### PROBLEM REQUIREMENTS:
When you reach the line containing "MIT or Apache-2.0" in the records below, start copying exactly, and stop once you have copied the line containing "rule field_separator()".

### DATASET:

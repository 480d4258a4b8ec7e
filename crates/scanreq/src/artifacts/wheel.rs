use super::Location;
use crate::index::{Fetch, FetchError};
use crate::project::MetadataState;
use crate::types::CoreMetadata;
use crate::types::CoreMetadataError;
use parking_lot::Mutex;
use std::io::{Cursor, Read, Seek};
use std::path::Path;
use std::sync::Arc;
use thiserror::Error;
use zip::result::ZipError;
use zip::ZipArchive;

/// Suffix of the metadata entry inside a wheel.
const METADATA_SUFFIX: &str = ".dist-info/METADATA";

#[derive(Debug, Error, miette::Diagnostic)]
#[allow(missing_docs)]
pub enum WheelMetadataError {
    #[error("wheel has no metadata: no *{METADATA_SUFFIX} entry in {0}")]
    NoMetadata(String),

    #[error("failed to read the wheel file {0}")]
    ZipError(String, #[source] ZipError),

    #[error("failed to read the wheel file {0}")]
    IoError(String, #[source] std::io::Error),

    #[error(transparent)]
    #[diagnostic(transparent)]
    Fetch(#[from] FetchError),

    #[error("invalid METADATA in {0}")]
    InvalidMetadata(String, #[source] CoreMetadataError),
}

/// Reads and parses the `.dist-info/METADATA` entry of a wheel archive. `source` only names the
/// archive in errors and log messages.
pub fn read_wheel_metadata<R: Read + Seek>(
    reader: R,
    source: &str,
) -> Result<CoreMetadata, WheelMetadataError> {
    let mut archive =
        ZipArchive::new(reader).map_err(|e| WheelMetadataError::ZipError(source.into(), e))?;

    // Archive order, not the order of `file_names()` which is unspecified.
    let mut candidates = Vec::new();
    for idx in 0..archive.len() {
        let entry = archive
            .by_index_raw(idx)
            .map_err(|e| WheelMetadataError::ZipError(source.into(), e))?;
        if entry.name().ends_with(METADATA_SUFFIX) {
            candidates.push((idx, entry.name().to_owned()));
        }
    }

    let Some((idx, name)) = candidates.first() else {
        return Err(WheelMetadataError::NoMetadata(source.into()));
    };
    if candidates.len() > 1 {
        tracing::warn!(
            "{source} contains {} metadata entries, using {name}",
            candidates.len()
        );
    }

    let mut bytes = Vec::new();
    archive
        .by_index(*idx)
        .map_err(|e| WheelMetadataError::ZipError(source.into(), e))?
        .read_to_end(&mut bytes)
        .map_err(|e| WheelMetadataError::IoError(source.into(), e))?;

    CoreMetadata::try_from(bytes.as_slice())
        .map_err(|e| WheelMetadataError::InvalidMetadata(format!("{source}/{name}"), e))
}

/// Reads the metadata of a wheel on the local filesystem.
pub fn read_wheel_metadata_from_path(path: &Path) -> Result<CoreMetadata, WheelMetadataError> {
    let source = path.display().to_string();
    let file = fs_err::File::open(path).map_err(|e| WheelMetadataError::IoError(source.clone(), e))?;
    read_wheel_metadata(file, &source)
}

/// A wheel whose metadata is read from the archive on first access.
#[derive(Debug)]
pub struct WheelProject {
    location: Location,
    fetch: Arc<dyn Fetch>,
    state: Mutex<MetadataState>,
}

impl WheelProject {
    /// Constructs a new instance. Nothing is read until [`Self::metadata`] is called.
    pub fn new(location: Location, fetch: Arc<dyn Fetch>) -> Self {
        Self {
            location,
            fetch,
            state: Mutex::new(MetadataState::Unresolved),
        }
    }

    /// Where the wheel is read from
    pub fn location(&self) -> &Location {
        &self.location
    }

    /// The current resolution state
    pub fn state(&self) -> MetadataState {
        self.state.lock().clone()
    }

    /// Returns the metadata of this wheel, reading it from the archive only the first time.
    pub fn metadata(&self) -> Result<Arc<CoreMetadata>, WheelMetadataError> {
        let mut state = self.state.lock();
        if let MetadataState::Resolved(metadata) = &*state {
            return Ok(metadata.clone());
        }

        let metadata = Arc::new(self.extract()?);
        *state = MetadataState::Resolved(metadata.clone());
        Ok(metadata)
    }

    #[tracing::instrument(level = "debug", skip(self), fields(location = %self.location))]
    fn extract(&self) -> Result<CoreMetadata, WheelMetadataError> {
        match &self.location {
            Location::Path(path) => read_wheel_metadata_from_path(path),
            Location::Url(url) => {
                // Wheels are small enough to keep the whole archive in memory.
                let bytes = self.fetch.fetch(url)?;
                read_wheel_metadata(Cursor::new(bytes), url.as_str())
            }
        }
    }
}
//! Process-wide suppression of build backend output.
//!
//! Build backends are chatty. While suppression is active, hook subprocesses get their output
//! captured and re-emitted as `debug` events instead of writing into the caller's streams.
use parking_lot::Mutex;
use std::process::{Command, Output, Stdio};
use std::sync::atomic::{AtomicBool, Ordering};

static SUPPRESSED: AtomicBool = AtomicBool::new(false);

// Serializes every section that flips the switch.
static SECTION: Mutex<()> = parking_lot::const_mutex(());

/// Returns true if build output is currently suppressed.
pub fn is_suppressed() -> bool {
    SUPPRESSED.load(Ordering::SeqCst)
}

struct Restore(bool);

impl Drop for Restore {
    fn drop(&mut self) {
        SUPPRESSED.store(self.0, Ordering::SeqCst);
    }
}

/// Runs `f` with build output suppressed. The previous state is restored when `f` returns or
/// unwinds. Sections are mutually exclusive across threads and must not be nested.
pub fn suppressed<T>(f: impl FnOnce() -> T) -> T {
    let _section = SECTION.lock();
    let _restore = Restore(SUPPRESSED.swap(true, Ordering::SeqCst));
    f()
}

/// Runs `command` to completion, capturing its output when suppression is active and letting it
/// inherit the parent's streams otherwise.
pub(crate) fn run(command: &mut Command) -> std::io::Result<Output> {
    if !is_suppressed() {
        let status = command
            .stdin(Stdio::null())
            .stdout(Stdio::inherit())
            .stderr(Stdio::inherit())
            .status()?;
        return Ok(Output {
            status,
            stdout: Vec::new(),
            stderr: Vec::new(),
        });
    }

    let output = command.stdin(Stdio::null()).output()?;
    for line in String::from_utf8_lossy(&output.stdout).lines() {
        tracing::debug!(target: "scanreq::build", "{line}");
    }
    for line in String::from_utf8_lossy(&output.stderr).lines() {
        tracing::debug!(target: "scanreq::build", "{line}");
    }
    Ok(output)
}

==

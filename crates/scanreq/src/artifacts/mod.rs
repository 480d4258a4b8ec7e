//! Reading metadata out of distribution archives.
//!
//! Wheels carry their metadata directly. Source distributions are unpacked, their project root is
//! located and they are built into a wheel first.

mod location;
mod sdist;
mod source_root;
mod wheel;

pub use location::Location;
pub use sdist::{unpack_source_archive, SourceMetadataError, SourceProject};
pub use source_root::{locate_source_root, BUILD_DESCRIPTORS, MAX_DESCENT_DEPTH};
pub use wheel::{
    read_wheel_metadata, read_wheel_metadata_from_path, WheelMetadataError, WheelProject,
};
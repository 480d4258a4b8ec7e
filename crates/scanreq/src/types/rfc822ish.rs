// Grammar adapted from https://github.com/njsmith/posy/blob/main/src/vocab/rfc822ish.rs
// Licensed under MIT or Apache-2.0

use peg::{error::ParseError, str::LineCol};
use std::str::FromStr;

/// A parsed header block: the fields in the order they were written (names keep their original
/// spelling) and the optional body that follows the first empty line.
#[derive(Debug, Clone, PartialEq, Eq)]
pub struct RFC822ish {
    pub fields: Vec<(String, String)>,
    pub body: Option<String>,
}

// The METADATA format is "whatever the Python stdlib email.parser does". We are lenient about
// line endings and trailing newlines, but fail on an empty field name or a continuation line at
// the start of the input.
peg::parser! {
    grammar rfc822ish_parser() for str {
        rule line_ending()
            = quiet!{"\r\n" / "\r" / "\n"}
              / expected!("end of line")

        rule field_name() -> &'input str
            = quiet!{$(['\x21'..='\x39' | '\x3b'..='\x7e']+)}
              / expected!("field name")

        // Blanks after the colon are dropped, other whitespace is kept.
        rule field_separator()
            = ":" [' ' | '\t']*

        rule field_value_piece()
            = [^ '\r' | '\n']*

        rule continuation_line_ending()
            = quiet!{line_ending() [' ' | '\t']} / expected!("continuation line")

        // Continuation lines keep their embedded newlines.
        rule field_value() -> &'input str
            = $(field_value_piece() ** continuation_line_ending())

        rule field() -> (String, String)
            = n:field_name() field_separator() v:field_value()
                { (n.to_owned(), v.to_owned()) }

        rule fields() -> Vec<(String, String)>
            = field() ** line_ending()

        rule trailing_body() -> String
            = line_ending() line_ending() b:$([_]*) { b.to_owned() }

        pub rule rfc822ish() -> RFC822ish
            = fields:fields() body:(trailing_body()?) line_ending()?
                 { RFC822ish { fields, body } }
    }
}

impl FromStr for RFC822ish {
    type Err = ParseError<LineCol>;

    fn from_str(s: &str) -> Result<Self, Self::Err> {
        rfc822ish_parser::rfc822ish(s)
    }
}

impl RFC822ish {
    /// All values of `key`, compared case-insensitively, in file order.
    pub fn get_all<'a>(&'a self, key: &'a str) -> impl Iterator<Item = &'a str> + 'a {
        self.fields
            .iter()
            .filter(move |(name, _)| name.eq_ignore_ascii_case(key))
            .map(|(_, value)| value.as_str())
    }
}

### OUTPUT FOR THIS EXERCISE:
// Licensed under MIT or Apache-2.0

use peg::{error::ParseError, str::LineCol};
use std::str::FromStr;

/// A parsed header block: the fields in the order they were written (names keep their original
/// spelling) and the optional body that follows the first empty line.
#[derive(Debug, Clone, PartialEq, Eq)]
pub struct RFC822ish {
    pub fields: Vec<(String, String)>,
    pub body: Option<String>,
}

// The METADATA format is "whatever the Python stdlib email.parser does". We are lenient about
// line endings and trailing newlines, but fail on an empty field name or a continuation line at
// the start of the input.
peg::parser! {
    grammar rfc822ish_parser() for str {
        rule line_ending()
            = quiet!{"\r\n" / "\r" / "\n"}
              / expected!("end of line")

        rule field_name() -> &'input str
            = quiet!{$(['\x21'..='\x39' | '\x3b'..='\x7e']+)}
              / expected!("field name")

        // Blanks after the colon are dropped, other whitespace is kept.
        rule field_separator()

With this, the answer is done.